Si l’on considère que l’agonie du monde présent est apocalyptique au vrai sens du terme, c’est-à-dire révélatrice de choses cachées, qu’a-t-elle à nous dire qui pourrait nous aider à faire de la voie de l’inconnu celle du salut ? De quoi le moment que nous vivons -  un tournant à l’échelle des millénaires de notre histoire - pourrait-il être le dévoilement ? Ma vision personnelle est que l’enjeu est du registre de notre évolution. Or, c’est par les civilisations que nous inventons qu’elle passe désormais. Comme l’a montré Edgar Morin, ce que nous créons nous crée en retour. C’est l’aventure humaine. Si nous voulons mettre en oeuvre une saine relance de celle-ci, quelques prises de conscience préalables sont selon moi inéluctables. Et c’est justement là que l’expérience de la « crise sanitaire » peut nous aider. Pour ceux dont les écailles sont tombées des yeux, elle a révélé des problématiques cruciales: notre vulnérabilité à la manipulation, notre facilité effrayante à devenir cruels, la naïveté avec laquelle nous avons laissé se construire et avons nourri un pouvoir qui est notre ennemi, enfin le vide spirituel de la vie ordinaire et le lien intime entre notre monde intérieur et le monde extérieur. Nous avons là à désamorcer des inhibiteurs de notre évolution tant personnelle que collective. A condition de le faire, nous pourrons ouvrir la route d’un meilleur avenir. 

 

Il faut d’abord être prêt à admettre que l'on a été envouté

 

La caverne de Platon, ce lieu d’illusions organisées dont les hommes doivent s’évader pour accéder à la vérité, est l’une des métaphores les plus puissantes de la condition humaine. Si une masse d’hommes et de femmes - rien de moins qu'une masse afin qu’il s’agisse d’une véritable apocalypse - choisissait de s’évader de la caverne, la première chose qui lui serait dévoilée serait comment ses opinions et ses comportements ont pu être manipulés pendant des mois et des années. Pour cela, il nous faut d’abord être prêts à admettre que nous avons été victimes d'un sorte d'envoutement: c’est ainsi que nous briserons les fers qui nous retiennent dans la caverne.

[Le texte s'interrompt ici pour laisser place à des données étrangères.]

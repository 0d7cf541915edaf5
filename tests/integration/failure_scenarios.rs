//! Failure handling at the probe and scheduler boundaries
//!
//! These tests verify that:
//! - Transport failures reduce to failed cycles, never panics
//! - Malformed SERVER addresses advance the state machine deterministically
//! - Misconfigured monitor kinds fail fast at start time
//! - stop() is idempotent and leaves no state machines behind

use std::sync::Arc;

use assert_matches::assert_matches;
use vigil::health::MonitorState;
use vigil::{Scheduler, SchedulerError};
use wiremock::matchers::method;
use wiremock::{Mock, MockServer, ResponseTemplate};

use super::helpers::{Recording, create_test_monitor, recording_sinks};

#[tokio::test]
async fn unreachable_service_is_an_outage() {
    let recording = Arc::new(Recording::default());
    let scheduler = Scheduler::new(recording_sinks(&recording));

    // nothing listens on port 9
    let monitor = create_test_monitor("dead", "http://127.0.0.1:9/health", "GET", 60);

    let event = scheduler.run_single_cycle(&monitor, None).await.unwrap();
    assert!(!event.success);
    assert_eq!(event.state, MonitorState::Outage);

    // one notification for the onset
    assert_eq!(recording.notifications.lock().unwrap().len(), 1);
}

#[tokio::test]
async fn malformed_server_address_counts_as_failure() {
    let recording = Arc::new(Recording::default());
    let scheduler = Scheduler::new(recording_sinks(&recording));

    // the port segment is not numeric: the parse error is caught at the
    // cycle boundary and the machine still advances
    let monitor = create_test_monitor("broken", "http://host:notaport/x", "SERVER", 60);

    let event = scheduler.run_single_cycle(&monitor, None).await.unwrap();
    assert!(!event.success);
    assert_eq!(event.state, MonitorState::Outage);
}

#[tokio::test]
async fn unsupported_kind_rejected_at_start() {
    let recording = Arc::new(Recording::default());
    let scheduler = Scheduler::new(recording_sinks(&recording));

    let result = scheduler.start(vec![create_test_monitor(
        "odd",
        "http://example.com",
        "TELNET",
        60,
    )]);

    assert_matches!(result, Err(SchedulerError::UnsupportedKind(_)));
    assert_eq!(recording.observed_count(), 0);
}

#[tokio::test]
async fn stop_twice_leaves_registry_empty() {
    let server = MockServer::start().await;
    Mock::given(method("GET"))
        .respond_with(ResponseTemplate::new(200))
        .mount(&server)
        .await;

    let recording = Arc::new(Recording::default());
    let scheduler = Scheduler::new(recording_sinks(&recording));

    scheduler
        .start(vec![create_test_monitor("api", &server.uri(), "GET", 0)])
        .unwrap();

    tokio::time::sleep(std::time::Duration::from_millis(100)).await;

    scheduler.stop().await;
    assert_eq!(scheduler.machine_count(), 0);

    scheduler.stop().await;
    assert_eq!(scheduler.machine_count(), 0);
}

#[tokio::test]
async fn recovery_after_transient_failure() {
    let server = MockServer::start().await;

    // first request fails, everything after succeeds
    Mock::given(method("GET"))
        .respond_with(ResponseTemplate::new(500))
        .up_to_n_times(1)
        .mount(&server)
        .await;
    Mock::given(method("GET"))
        .respond_with(ResponseTemplate::new(200))
        .mount(&server)
        .await;

    let recording = Arc::new(Recording::default());
    let scheduler = Scheduler::new(recording_sinks(&recording));
    let monitor = create_test_monitor("flappy", &server.uri(), "GET", 60);

    let first = scheduler.run_single_cycle(&monitor, None).await.unwrap();
    let second = scheduler.run_single_cycle(&monitor, None).await.unwrap();

    assert_eq!(first.state, MonitorState::Outage);
    assert_eq!(second.state, MonitorState::Recovered);

    let subjects = recording.notification_subjects();
    assert_eq!(subjects.len(), 2);
    assert!(subjects[1].ends_with("-recovery"));
}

Si l’humanité prend conscience qu’elle a pu vivre dans une illusion volontairement créée pour l’abuser et la soumettre, elle apprendra beaucoup et surtout d’elle-même. Non seulement elle sera vaccinée contre de futures tentatives de manipulation, ce qui rendra de nouveau la démocratie possible, mais en outre elle pourra grandir en conscience.